Descriptive studies are careful analyses of the distribution of phenomena within or between groups, or a study of relationships existing between two or more variables within a sample. Descriptive studies are often well suited to qualitative examination of a problem (e.g. examining the coping strategies used by families on low income to ensure an adequate diet for their children when other demands [like the gas bill] are competing for limited cash). But of course they also provide descriptions of quantitative observations for single variables (e.g. how much money is spent on food, fuel, etc. in families on low income), or multiple variables (e.g. how money is spent on food in relation to total income or family size). Many epidemiological studies fall into this category (see below). They are useful for understanding the possible links between phenomena, but cannot in themselves demonstrate cause and effect.
Diagnostic studies establishing the extent of variation in disease states. They are helpful when selecting subjects for a study and deciding on which endpoints may be relevant when designing a study to explore cause and effect.
Experimental and Intervention Studies
These studies are designed to create differences in exposure to a factor which is believed to influence a particular outcome, for example, the effect of consuming oat bran on serum cholesterol levels, or the effect on birth weight of introducing an energy supplement during pregnancy. The aim is usually to analyze the differences in outcome associated with the variations in exposure which have been introduced, holding constant other factors which could also affect the outcome.
These types of studies are usually prospective or longitudinal in design. Alternatively, they may make use of existing data. Depending on how subjects are selected, they may use inductive or deductive logic to draw their conclusions (see Section 1.2)

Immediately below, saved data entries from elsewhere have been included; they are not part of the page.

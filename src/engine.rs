use glam::Vec2;

use crate::demo::DemoState;
use crate::frame_timing::FrameTiming;
use crate::post_processing::Effect;

/// Frame-level inputs gathered by the window.
pub struct FrameInput {
    pub cursor: Option<Vec2>,
    pub viewport: Vec2,
}

pub struct DebugPanel {
    pub visible: bool,
    timing: FrameTiming,
}

impl DebugPanel {
    pub fn new() -> Self {
        Self {
            visible: false,
            timing: FrameTiming::new(),
        }
    }

    pub fn toggle(&mut self) {
        self.visible = !self.visible;
        log::debug!("Debug panel visible: {}", self.visible);
    }

    fn draw(&self, state: &mut DemoState, ui: &imgui::Ui) {
        ui.window("holoscene")
            .size([300.0, 260.0], imgui::Condition::FirstUseEver)
            .position([16.0, 64.0], imgui::Condition::FirstUseEver)
            .build(|| {
                ui.text(format!("FPS: {:.0}", self.timing.fps()));
                ui.text(format!("Time: {:.2} s", state.time));
                ui.text(format!(
                    "Hovered: {}",
                    state.interaction.hovered_object().as_deref().unwrap_or("-")
                ));
                ui.text(format!(
                    "Camera distance: {:.2}, polar: {:.2}, azimuth: {:.2}",
                    state.camera.distance(),
                    state.camera.polar_angle(),
                    state.camera.azimuth()
                ));
                ui.separator();

                for effect in state.post_processing.effects_mut() {
                    let mut enabled = effect.enabled();
                    if ui.checkbox(effect.kind().label(), &mut enabled) {
                        effect.set_enabled(enabled);
                    }

                    if let Effect::Bloom(bloom) = effect {
                        ui.slider("Bloom intensity", 0.0, 5.0, &mut bloom.intensity);
                    }
                }

                if state.glitch.is_some() {
                    ui.text_colored([1.0, 0.3, 0.3, 1.0], "GLITCH");
                }
            });
    }
}

pub fn update(
    state: &mut DemoState,
    debug_panel: &mut DebugPanel,
    input: &FrameInput,
    ui: &mut imgui::Ui,
) -> anyhow::Result<()> {
    let time = state.clock.elapsed();
    state.update(time, input.cursor, input.viewport);

    debug_panel.timing.end_frame();
    if debug_panel.visible {
        debug_panel.draw(state, ui);
    }

    Ok(())
}
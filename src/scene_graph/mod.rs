pub mod material;
pub mod mesh;
pub mod object3d;
pub mod scene;
pub mod transform;

pub use material::{srgb_hex, BlendMode, Material};
pub use mesh::{Mesh, MeshId, Topology, Vertex};
pub use object3d::{Object3D, ObjectId, TextLabel};
pub use scene::Scene;
pub use transform::Transform;
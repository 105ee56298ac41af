use std::{
    path::Path,
    sync::{
        mpsc::{self, channel},
        Arc, RwLock,
    },
    time::Duration,
};

use anyhow::Context;
use id_arena::{Arena, Id};
use naga::{
    back::wgsl::WriterFlags,
    valid::{Capabilities, ValidationFlags},
};
use naga_oil::compose::{
    ComposableModuleDescriptor, Composer, NagaModuleDescriptor, ShaderLanguage,
};
use notify_debouncer_mini::{
    new_debouncer_opt, notify::*, DebounceEventResult, DebouncedEventKind, Debouncer,
};
use pollster::block_on;
use wgpu::{PollType, RenderPipeline};

const SHADER_FOLDER: &str = "assets/shaders";
const SHARED_SHADER_MODULES_FOLDER: &str = "assets/shaders/shared";

pub type PipelineFactory = Box<
    dyn Sync
        + Send
        + Fn(&wgpu::Device, &ShaderDefinition, &str) -> anyhow::Result<wgpu::RenderPipeline>,
>;

#[derive(Debug, Clone)]
pub struct ShaderDefinition {
    pub name: &'static str,
    pub path: &'static str,
}

pub struct ShaderEntry {
    pipeline_id: PipelineId,
    def: ShaderDefinition,
    factory: PipelineFactory,
}

pub type PipelineId = Id<PipelineCacheEntry>;

#[derive(Default)]
pub struct PipelineCacheEntry(Option<wgpu::RenderPipeline>);

pub struct PipelineCacheBuilder {
    shaders: Arena<ShaderEntry>,
    pipelines: Arena<PipelineCacheEntry>,
}

impl PipelineCacheBuilder {
    pub fn new() -> Self {
        Self {
            shaders: Arena::new(),
            pipelines: Arena::new(),
        }
    }

    /// Several entries may share a file. They are all rebuilt when it changes.
    pub fn add_shader(&mut self, def: ShaderDefinition, factory: PipelineFactory) -> PipelineId {
        let pipeline_id = self.pipelines.alloc(PipelineCacheEntry::default());
        self.shaders.alloc(ShaderEntry {
            pipeline_id,
            def,
            factory,
        });
        pipeline_id
    }

    fn build(self) -> PipelineCache {
        PipelineCache {
            shaders: Arc::new(self.shaders),
            pipelines: self.pipelines,
        }
    }
}

pub struct PipelineCache {
    shaders: Arc<Arena<ShaderEntry>>,
    pipelines: Arena<PipelineCacheEntry>,
}

impl PipelineCache {
    /// Every registered pipeline is compiled before the cache is handed out,
    /// so this only returns `None` for ids from another cache.
    pub fn get(&self, id: PipelineId) -> Option<&RenderPipeline> {
        self.pipelines.get(id).and_then(|entry| entry.0.as_ref())
    }

    fn set(&mut self, id: PipelineId, pipeline: RenderPipeline) {
        if let Some(entry) = self.pipelines.get_mut(id) {
            entry.0 = Some(pipeline);
        }
    }
}

/// Compiles pipelines at startup and recompiles them on a watcher thread when
/// their WGSL sources change.
pub struct ShaderLoader {
    pub cache: PipelineCache,
    device: wgpu::Device,
    receiver: mpsc::Receiver<(&'static str, PipelineId, wgpu::RenderPipeline)>,
    composer: Arc<RwLock<Composer>>,
    _debouncer: Option<Debouncer<RecommendedWatcher>>,
}

impl ShaderLoader {
    pub fn new(
        device: wgpu::Device,
        cache_builder: PipelineCacheBuilder,
        hot_reload: bool,
    ) -> anyhow::Result<Self> {
        let cache = cache_builder.build();
        let (send_new_pipelines, recv_new_pipelines) = channel();

        let composer = create_composer().context("Failed to create shader composer")?;
        let composer = Arc::new(RwLock::new(composer));

        let debouncer = if hot_reload {
            Some(watch_shaders(
                device.clone(),
                cache.shaders.clone(),
                composer.clone(),
                send_new_pipelines,
            )?)
        } else {
            None
        };

        let mut shader_loader = Self {
            cache,
            device,
            receiver: recv_new_pipelines,
            composer,
            _debouncer: debouncer,
        };

        shader_loader.create_all_pipelines()?;

        Ok(shader_loader)
    }

    fn create_all_pipelines(&mut self) -> anyhow::Result<()> {
        let shaders = self.cache.shaders.clone();

        for (_, shader) in shaders.iter() {
            let pipeline = compile_file(
                &self.device,
                &shader.def,
                &shader.factory,
                &self.composer,
            )
            .with_context(|| format!("Failed to compile shader: {}", shader.def.name))?;
            self.cache.set(shader.pipeline_id, pipeline);
        }

        log::info!("Compiled {} pipelines", shaders.len());
        Ok(())
    }

    pub fn load_pending_shaders(&mut self) {
        while let Ok((name, pipeline_id, pipeline)) = self.receiver.try_recv() {
            log::info!("Shader reloaded: {}", name);
            self.cache.set(pipeline_id, pipeline);
        }
    }
}

fn watch_shaders(
    device: wgpu::Device,
    shaders: Arc<Arena<ShaderEntry>>,
    composer: Arc<RwLock<Composer>>,
    sender: mpsc::Sender<(&'static str, PipelineId, wgpu::RenderPipeline)>,
) -> anyhow::Result<Debouncer<RecommendedWatcher>> {
    let mut debouncer = new_debouncer_opt(
        notify_debouncer_mini::Config::default().with_timeout(Duration::from_millis(100)),
        move |res: DebounceEventResult| match res {
            Ok(events) => {
                for event in events {
                    if event.kind != DebouncedEventKind::Any {
                        continue;
                    }

                    let changed = shaders
                        .iter()
                        .map(|(_, entry)| entry)
                        .filter(|entry| event.path.ends_with(entry.def.path));

                    for entry in changed {
                        match compile_file(&device, &entry.def, &entry.factory, &composer) {
                            Ok(pipeline) => {
                                if sender
                                    .send((entry.def.name, entry.pipeline_id, pipeline))
                                    .is_err()
                                {
                                    return;
                                }
                            }
                            Err(e) => log::error!("Failed to reload shader: {:?}", e),
                        }
                    }
                }
            }
            Err(e) => log::warn!("Error debouncing shader changes: {}", e),
        },
    )
    .context("Failed to create shader watcher")?;

    let absolute_shader_folder = Path::new(SHADER_FOLDER)
        .canonicalize()
        .with_context(|| format!("Shader folder {} not found", SHADER_FOLDER))?;

    debouncer
        .watcher()
        .watch(&absolute_shader_folder, RecursiveMode::Recursive)
        .context("Failed to watch shader folder")?;

    log::info!("Watching {} for changes", absolute_shader_folder.display());

    Ok(debouncer)
}

fn compile_file(
    device: &wgpu::Device,
    shader_def: &ShaderDefinition,
    factory: &PipelineFactory,
    composer: &RwLock<Composer>,
) -> anyhow::Result<wgpu::RenderPipeline> {
    let path = Path::new(SHADER_FOLDER).join(shader_def.path);
    let shader_code = std::fs::read_to_string(&path)
        .with_context(|| format!("Failed to read shader file {}", path.display()))?;

    let file_path = path.to_string_lossy().to_string();

    let module = {
        let mut composer = composer
            .write()
            .map_err(|_| anyhow::anyhow!("Shader composer lock poisoned"))?;

        composer
            .make_naga_module(NagaModuleDescriptor {
                file_path: &file_path,
                source: &shader_code,
                ..Default::default()
            })
            .context("Failed to create Naga module from shader code")?
    };

    // wgpu validates again when the module is created.
    let info = naga::valid::Validator::new(ValidationFlags::empty(), Capabilities::all())
        .validate(&module)
        .context("Failed to validate Naga module")?;

    let shader_code = naga::back::wgsl::write_string(&module, &info, WriterFlags::empty())
        .context("Failed to convert Naga module to WGSL string")?;

    device.push_error_scope(wgpu::ErrorFilter::Validation);

    let pipeline = factory(device, shader_def, &shader_code);

    device
        .poll(PollType::Wait)
        .context("Failed to poll device after shader compilation.")?;

    if let Some(error) = block_on(device.pop_error_scope()) {
        return Err(anyhow::anyhow!(
            "Shader compilation failed for {}: {}",
            shader_def.name,
            error
        ));
    };

    pipeline
}

fn create_composer() -> anyhow::Result<Composer> {
    let shared_files = std::fs::read_dir(SHARED_SHADER_MODULES_FOLDER).with_context(|| {
        format!(
            "Failed to read shared shader modules directory {}",
            SHARED_SHADER_MODULES_FOLDER
        )
    })?;
    let mut composer = Composer::default();

    for entry in shared_files {
        let path = entry
            .context("Failed to read entry in shared shader modules directory")?
            .path();

        if !path.is_file() || path.extension().is_none_or(|ext| ext != "wgsl") {
            continue;
        }

        let source = std::fs::read_to_string(&path)
            .with_context(|| format!("Failed to read shared shader module {}", path.display()))?;

        let file_path = path.to_string_lossy().to_string();

        composer
            .add_composable_module(ComposableModuleDescriptor {
                source: &source,
                file_path: &file_path,
                language: ShaderLanguage::Wgsl,
                ..Default::default()
            })
            .with_context(|| format!("Failed to add shared shader module: {}", file_path))?;
    }

    Ok(composer)
}
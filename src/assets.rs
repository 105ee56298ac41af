use std::path::{Path, PathBuf};
use std::sync::Arc;

use glyphon::cosmic_text::fontdb;
use glyphon::Family;
use thiserror::Error;

#[derive(Debug, Error)]
pub enum FontLoadError {
    #[error("failed to read font {}: {source}", .path.display())]
    Io {
        path: PathBuf,
        source: std::io::Error,
    },
    #[error("{} does not contain any usable font faces", .0.display())]
    NoFaces(PathBuf),
}

/// Font family used for the holographic labels.
#[derive(Debug, Clone, PartialEq, Eq)]
pub enum LabelFont {
    Loaded { family: String },
    Fallback,
}

impl LabelFont {
    pub fn family(&self) -> Family<'_> {
        match self {
            LabelFont::Loaded { family } => Family::Name(family),
            LabelFont::Fallback => Family::SansSerif,
        }
    }
}

/// Loads a font file into `db` and returns the family name of its first face.
pub fn load_font_file(db: &mut fontdb::Database, path: &Path) -> Result<String, FontLoadError> {
    let data = std::fs::read(path).map_err(|source| FontLoadError::Io {
        path: path.to_path_buf(),
        source,
    })?;

    let ids = db.load_font_source(fontdb::Source::Binary(Arc::new(data)));

    ids.iter()
        .filter_map(|&id| db.face(id))
        .find_map(|face| face.families.first().map(|(name, _)| name.clone()))
        .ok_or_else(|| FontLoadError::NoFaces(path.to_path_buf()))
}

/// Like [`load_font_file`], but never fails. Errors are logged and the
/// labels use the system sans-serif family instead.
pub fn resolve_label_font(db: &mut fontdb::Database, path: &Path) -> LabelFont {
    match load_font_file(db, path) {
        Ok(family) => {
            log::info!("Loaded label font '{}' from {}", family, path.display());
            LabelFont::Loaded { family }
        }
        Err(err) => {
            log::warn!("{err}. Falling back to the system sans-serif font");
            LabelFont::Fallback
        }
    }
}

#[cfg(test)]
mod tests {
    use super::*;

    #[test]
    fn missing_font_falls_back() {
        let mut db = fontdb::Database::new();
        let font = resolve_label_font(&mut db, Path::new("assets/fonts/does-not-exist.ttf"));
        assert_eq!(font, LabelFont::Fallback);
        assert_eq!(font.family(), Family::SansSerif);
    }

    #[test]
    fn garbage_font_is_rejected() {
        let path = std::env::temp_dir().join("holoscene-not-a-font.ttf");
        std::fs::write(&path, b"definitely not a font").unwrap();

        let mut db = fontdb::Database::new();
        let result = load_font_file(&mut db, &path);
        assert!(matches!(result, Err(FontLoadError::NoFaces(_))));
        assert_eq!(resolve_label_font(&mut db, &path), LabelFont::Fallback);

        let _ = std::fs::remove_file(path);
    }

    #[test]
    fn loaded_font_uses_its_family_name() {
        let font = LabelFont::Loaded {
            family: "Roboto".to_owned(),
        };
        assert_eq!(font.family(), Family::Name("Roboto"));
    }
}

Pre‐test–post‐test (Figure 1.1). This is the simplest (and weakest) of the prospective experimental designs. There is one sample. It may be ‘adventitious’ – subjects are selected as they become available (for example, a series of patients coming into a diabetic clinic, or a series of customers using a particular food shop); or it may be ‘purposive’ (the sample is drawn systematically from a population using techniques that support generalization of the findings). Each individual is measured at the start of the study (the ‘baseline’ or ‘time zero’). There is then an intervention. Each subject is measured again at the end of the study.